Steve McQueen, depois de arrebatar a crítica especializada com duas pérolas cinematográficas indie ("Fome" e "Vergonha", em 2008 e 2011, respectivamente), torna-se conhecido do grande público, em 2013, com o multi-oscarizado "12 Anos Escravo".
De regresso aos grandes ecrãs com "Viúvas" (e desta vez sem o seu actor fetiche, Michael Fassbender), reforça a ideia de que a anterior cedência ao mainstream não foi um mero "acidente de percurso" (e demonstra, em simultâneo, que a opção de um cineasta por esta via não implica necessariamente perda de exigência e/ou qualidade).

Steve McQueen, que também parece não querer restringir-se a um determinado género cinematográfico, com este "Viúvas" (a adaptação - efectuada pelo próprio em conjunto com Gillian Flynn - de uma série policial britânica da década de 1980) brinda-nos com um (aparente) triller de acção feminino (mesclado de drama e - um requintado - humor) algo "autoral" (com múltiplas camadas escondidas nas entre-linhas).

A acção, que decorre numa Chicago com um "je ne sais quoi de Spike Lee", tem por base a história de quatro viúvas que, após a morte dos maridos (um grupo de ladrões), se vêem na contingência de praticar um grande assalto para liquidar as dividas deixadas por estes a um perigoso criminoso (candidato a mayor da cidade contra um corrupto republicano cuja família se encontra no poder há várias décadas).
Este argumento (dotado de magníficos diálogos rápidos, incisivos e ácidos), que nas mãos erradas poderia descambar num produto (ultra) piroso, sob a égide do mestre (que nele vai inserindo cirurgicamente subtemas que são autênticas "feridas em carne viva" no seio da polarizada sociedade americana - o racismo, a violência do Estado, o lobby politico, as desigualdades de género e classes) torna-se numa experiência electrizante para o espectador.

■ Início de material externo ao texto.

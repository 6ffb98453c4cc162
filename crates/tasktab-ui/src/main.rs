mod app;
mod components;
mod storage;

fn main() {
  console_error_panic_hook::set_once();
  wasm_tracing::set_as_global_default();

  tracing::info!(
    "starting tasktab frontend"
  );

  let mount = web_sys::window()
    .and_then(|window| {
      window.document()
    })
    .and_then(|document| {
      document.get_element_by_id("app")
    })
    .expect(
      "missing #app mount element"
    );

  yew::Renderer::<app::App>::with_root(
    mount
  )
  .render();
}
mod category_tabs;
mod priority_select;
mod progress_bar;
mod task_list;
mod task_row;

pub use category_tabs::CategoryTabs;
pub use priority_select::PrioritySelect;
pub use progress_bar::ProgressBar;
pub use task_list::TaskList;
pub use task_row::{
  TaskRow,
  parse_date_input
};
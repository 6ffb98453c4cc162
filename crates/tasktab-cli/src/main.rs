use std::ffi::OsString;

fn main() {
    let args: Vec<OsString> = std::env::args_os().collect();
    if let Err(err) = tasktab_cli::run(args) {
        eprintln!("error: {err:#}");
        std::process::exit(1);
    }
}
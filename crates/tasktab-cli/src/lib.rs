pub mod cli;
pub mod commands;
pub mod config;
pub mod file_storage;
pub mod render;

use std::ffi::OsString;
use std::io;

use anyhow::Context;
use chrono::{Local, Utc};
use clap::Parser;
use tracing::{debug, info};

#[tracing::instrument(skip_all)]
pub fn run(raw_args: Vec<OsString>) -> anyhow::Result<()> {
    let pre = cli::preprocess_args(&raw_args)?;
    let cli = cli::GlobalCli::parse_from(pre.cleaned_args);

    cli::init_tracing(cli.verbose, cli.quiet)?;

    info!(verbose = cli.verbose, quiet = cli.quiet, "starting tasktab");
    debug!(?pre.rc_overrides, "preprocessed rc overrides");

    let mut cfg = config::Config::load(cli.tasktabrc.as_deref())?;
    cfg.apply_overrides(
        pre.rc_overrides
            .into_iter()
            .chain(cli.rc_overrides.into_iter().map(|kv| (kv.key, kv.value))),
    )?;

    let data_dir = cfg
        .data_dir(cli.data.as_deref())
        .context("failed to resolve data directory")?;

    let storage = file_storage::FileStorage::open(&data_dir)
        .with_context(|| format!("failed to open storage at {}", data_dir.display()))?;

    let renderer = render::Renderer::new(&cfg);

    let command = match cli.command {
        Some(command) => command,
        None => {
            debug!(command = %cfg.default_command, "no explicit command, using default");
            cli::default_command(&cfg.default_command)?
        }
    };

    let now = commands::Now {
        today: Local::now().date_naive(),
        millis: u64::try_from(Utc::now().timestamp_millis()).unwrap_or_default(),
    };

    let mut out = io::stdout().lock();
    commands::dispatch(&storage, &cfg, &renderer, &mut out, command, now)?;

    info!("done");
    Ok(())
}
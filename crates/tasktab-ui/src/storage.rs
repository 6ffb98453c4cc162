use anyhow::anyhow;
use tasktab_core::KeyValueStorage;
use wasm_bindgen::JsValue;

/// `window.localStorage`.
///
/// A missing window or disabled
/// storage reads as empty and fails on
/// write.
#[derive(Debug, Default, Clone, Copy)]
pub struct LocalStorage;

impl LocalStorage {
  fn raw(
    &self
  ) -> anyhow::Result<web_sys::Storage>
  {
    web_sys::window()
      .ok_or_else(|| {
        anyhow!("no browser window")
      })?
      .local_storage()
      .map_err(js_error)?
      .ok_or_else(|| {
        anyhow!(
          "local storage is disabled"
        )
      })
  }
}

impl KeyValueStorage for LocalStorage {
  fn get_item(
    &self,
    key: &str
  ) -> anyhow::Result<Option<String>> {
    match self.raw() {
      | Ok(storage) => storage
        .get_item(key)
        .map_err(js_error),
      | Err(error) => {
        tracing::warn!(
          %error,
          "local storage unavailable"
        );
        Ok(None)
      }
    }
  }

  fn set_item(
    &self,
    key: &str,
    value: &str
  ) -> anyhow::Result<()> {
    self
      .raw()?
      .set_item(key, value)
      .map_err(js_error)
  }

  fn remove_item(
    &self,
    key: &str
  ) -> anyhow::Result<()> {
    self
      .raw()?
      .remove_item(key)
      .map_err(js_error)
  }
}

fn js_error(
  value: JsValue
) -> anyhow::Error {
  anyhow!("local storage error: {value:?}")
}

E consegue atingir tal objectivo graças à sua perícia em manobrar, sem pressas (num ritmo quase "anti-filme de acção", que deixa tempo para a reflexão e/ou contemplação dos sempre belos planos-sequência à lá McQueen), uma narrativa fragmentada (habilmente intercalada, apesar da vasta gama de ambíguas personagens - encarnadas por uma constelação de estrelas que dão o melhor de si - que tem para nos ir apresentando).
Pena que na recta final opte por "acelerar o passo", encerrando de um modo precipitado/abrupto e algo "fácil".